Exercise material -
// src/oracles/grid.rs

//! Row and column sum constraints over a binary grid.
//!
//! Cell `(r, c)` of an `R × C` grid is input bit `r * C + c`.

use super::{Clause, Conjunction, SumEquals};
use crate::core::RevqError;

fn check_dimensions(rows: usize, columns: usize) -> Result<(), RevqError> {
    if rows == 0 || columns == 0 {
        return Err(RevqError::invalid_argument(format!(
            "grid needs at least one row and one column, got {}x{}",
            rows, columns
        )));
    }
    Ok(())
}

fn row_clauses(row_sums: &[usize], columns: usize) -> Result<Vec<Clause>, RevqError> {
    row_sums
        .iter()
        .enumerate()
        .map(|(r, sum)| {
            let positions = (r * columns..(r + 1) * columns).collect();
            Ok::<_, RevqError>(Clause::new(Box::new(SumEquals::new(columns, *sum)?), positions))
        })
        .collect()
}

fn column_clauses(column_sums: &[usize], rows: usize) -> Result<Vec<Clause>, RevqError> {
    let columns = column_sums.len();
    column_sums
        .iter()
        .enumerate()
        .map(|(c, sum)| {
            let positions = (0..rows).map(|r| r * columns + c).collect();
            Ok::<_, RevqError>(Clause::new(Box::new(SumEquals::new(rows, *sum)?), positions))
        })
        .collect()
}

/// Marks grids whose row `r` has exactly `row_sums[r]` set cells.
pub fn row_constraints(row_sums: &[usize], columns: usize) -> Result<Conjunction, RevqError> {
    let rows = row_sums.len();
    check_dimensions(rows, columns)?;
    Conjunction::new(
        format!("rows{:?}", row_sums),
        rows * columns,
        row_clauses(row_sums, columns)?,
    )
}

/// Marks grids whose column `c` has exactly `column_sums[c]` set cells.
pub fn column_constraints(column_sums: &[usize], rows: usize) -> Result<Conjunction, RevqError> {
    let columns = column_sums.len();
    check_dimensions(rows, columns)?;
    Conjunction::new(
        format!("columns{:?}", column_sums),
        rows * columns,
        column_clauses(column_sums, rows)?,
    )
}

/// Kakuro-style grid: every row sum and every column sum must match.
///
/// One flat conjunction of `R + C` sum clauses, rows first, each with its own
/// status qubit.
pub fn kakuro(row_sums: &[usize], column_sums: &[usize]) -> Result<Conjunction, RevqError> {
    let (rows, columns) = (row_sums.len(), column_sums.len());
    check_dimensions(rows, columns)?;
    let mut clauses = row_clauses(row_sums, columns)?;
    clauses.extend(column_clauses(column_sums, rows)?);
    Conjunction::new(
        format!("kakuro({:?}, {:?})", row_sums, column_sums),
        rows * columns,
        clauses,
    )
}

---

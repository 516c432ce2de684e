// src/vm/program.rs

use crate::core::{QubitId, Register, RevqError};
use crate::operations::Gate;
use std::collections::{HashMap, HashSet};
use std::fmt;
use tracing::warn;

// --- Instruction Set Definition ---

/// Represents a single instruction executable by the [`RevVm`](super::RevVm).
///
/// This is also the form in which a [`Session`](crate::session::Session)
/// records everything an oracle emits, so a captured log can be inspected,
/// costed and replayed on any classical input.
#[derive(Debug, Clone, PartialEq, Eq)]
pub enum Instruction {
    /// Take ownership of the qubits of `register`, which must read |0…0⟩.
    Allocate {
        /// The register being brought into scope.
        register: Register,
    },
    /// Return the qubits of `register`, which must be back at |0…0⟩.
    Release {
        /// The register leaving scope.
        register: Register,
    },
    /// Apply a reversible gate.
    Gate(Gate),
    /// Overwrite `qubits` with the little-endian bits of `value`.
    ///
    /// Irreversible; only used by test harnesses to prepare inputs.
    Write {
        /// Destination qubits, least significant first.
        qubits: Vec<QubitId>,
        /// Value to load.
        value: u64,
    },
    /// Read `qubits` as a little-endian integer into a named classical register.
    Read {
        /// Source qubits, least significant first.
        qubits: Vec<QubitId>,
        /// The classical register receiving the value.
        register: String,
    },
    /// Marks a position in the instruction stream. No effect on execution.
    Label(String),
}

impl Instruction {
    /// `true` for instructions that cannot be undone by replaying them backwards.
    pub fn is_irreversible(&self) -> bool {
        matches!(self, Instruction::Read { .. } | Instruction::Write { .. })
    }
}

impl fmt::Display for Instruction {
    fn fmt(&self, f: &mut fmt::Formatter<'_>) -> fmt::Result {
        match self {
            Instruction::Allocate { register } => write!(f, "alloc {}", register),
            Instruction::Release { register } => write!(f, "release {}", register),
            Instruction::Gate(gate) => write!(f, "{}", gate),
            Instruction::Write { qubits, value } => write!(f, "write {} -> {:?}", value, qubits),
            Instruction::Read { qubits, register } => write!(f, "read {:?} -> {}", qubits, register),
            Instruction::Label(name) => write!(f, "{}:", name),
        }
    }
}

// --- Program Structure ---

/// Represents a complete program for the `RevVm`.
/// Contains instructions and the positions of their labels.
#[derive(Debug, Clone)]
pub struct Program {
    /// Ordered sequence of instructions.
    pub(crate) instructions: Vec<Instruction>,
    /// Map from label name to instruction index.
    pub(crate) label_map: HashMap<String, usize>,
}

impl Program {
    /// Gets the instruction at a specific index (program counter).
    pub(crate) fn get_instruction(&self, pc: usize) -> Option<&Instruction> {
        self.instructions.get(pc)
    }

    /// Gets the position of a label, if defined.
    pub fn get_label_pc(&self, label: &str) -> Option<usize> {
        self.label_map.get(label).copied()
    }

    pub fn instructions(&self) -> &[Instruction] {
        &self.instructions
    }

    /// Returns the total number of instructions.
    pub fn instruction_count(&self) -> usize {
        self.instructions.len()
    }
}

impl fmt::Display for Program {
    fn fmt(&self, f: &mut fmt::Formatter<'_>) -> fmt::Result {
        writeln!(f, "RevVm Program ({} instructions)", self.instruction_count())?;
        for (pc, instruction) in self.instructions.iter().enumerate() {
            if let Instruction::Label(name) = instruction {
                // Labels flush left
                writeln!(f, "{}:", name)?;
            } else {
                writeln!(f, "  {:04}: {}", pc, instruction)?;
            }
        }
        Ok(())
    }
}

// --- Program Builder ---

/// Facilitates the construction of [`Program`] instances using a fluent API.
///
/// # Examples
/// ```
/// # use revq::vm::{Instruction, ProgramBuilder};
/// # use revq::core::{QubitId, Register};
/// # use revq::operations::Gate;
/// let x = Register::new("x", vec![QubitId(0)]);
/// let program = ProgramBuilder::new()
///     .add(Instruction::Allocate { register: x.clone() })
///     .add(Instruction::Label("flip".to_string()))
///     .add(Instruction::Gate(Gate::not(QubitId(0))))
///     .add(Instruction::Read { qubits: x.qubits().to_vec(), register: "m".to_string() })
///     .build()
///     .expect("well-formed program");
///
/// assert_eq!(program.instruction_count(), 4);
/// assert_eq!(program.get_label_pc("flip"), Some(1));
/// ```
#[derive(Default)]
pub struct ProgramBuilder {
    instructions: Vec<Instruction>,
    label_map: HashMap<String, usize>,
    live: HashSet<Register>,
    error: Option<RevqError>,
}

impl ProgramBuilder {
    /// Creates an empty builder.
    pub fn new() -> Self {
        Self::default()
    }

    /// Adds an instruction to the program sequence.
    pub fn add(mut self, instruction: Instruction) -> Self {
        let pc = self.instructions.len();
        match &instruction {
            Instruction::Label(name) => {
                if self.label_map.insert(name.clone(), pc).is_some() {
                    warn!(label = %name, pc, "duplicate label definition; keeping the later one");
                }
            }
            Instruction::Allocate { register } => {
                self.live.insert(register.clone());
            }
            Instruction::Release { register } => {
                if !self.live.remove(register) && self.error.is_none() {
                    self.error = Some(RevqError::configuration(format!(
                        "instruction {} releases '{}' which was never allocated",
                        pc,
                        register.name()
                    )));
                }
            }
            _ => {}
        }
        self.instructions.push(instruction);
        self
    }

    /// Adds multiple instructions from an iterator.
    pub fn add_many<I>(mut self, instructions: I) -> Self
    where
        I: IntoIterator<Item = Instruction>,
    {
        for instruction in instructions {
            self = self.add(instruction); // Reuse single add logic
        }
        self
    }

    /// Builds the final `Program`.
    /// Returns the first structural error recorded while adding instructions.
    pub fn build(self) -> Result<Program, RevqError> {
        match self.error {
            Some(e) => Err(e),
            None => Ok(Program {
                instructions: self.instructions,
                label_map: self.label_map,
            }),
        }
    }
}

--

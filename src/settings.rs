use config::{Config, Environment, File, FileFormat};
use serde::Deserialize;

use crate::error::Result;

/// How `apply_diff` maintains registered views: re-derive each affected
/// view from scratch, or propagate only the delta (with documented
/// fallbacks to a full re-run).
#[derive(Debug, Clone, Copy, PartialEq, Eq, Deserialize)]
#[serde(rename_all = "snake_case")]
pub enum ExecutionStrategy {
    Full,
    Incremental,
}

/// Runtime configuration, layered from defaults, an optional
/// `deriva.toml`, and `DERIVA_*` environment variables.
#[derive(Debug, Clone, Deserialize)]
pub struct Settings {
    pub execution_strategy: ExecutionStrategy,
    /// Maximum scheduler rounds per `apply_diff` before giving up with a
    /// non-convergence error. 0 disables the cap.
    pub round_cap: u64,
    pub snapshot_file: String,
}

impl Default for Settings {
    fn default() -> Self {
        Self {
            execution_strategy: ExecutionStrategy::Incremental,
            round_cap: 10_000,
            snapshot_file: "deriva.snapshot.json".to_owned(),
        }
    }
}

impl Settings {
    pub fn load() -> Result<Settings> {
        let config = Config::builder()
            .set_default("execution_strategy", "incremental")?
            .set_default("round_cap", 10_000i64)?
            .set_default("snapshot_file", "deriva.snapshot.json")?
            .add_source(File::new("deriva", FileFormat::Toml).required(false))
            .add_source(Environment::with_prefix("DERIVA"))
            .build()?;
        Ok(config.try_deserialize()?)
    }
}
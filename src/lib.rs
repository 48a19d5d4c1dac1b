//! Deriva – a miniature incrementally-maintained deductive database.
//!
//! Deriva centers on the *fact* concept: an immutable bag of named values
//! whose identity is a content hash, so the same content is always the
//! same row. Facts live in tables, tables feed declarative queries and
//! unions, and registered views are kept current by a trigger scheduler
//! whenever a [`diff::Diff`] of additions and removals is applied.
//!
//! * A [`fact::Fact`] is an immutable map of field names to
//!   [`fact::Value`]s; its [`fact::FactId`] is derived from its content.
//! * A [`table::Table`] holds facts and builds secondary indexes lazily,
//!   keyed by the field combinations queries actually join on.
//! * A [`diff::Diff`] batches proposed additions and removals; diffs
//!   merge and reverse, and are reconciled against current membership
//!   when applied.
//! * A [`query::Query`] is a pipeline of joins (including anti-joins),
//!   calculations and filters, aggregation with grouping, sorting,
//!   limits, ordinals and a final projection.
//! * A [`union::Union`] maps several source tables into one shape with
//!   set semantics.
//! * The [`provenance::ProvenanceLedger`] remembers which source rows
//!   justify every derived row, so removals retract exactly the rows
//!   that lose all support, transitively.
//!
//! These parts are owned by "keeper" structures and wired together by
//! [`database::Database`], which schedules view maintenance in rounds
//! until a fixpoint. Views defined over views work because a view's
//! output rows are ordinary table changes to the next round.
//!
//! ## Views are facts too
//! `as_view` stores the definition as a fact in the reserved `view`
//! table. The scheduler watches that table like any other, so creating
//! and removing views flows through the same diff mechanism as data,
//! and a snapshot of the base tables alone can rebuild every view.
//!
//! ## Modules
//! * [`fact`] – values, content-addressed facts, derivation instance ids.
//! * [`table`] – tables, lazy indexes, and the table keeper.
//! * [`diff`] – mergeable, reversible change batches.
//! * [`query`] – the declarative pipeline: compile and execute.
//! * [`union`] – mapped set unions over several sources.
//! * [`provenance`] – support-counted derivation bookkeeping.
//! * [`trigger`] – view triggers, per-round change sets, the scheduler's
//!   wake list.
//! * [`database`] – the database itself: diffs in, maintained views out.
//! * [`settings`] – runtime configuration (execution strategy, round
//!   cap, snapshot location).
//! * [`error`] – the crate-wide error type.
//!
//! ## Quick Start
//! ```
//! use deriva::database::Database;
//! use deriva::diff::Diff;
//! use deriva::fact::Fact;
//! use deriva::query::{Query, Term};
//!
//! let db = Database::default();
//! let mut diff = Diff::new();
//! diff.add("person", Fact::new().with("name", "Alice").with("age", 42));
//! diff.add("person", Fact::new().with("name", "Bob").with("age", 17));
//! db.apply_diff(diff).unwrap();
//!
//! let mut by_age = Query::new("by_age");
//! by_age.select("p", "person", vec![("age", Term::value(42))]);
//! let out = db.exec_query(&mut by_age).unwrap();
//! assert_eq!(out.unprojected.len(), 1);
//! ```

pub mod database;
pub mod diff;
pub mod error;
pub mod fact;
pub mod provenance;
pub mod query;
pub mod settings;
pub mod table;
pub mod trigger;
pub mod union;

Exercise brief - The reply should consist of one number, the count of lines above with the string "positions" in them.

Finished exercise - 5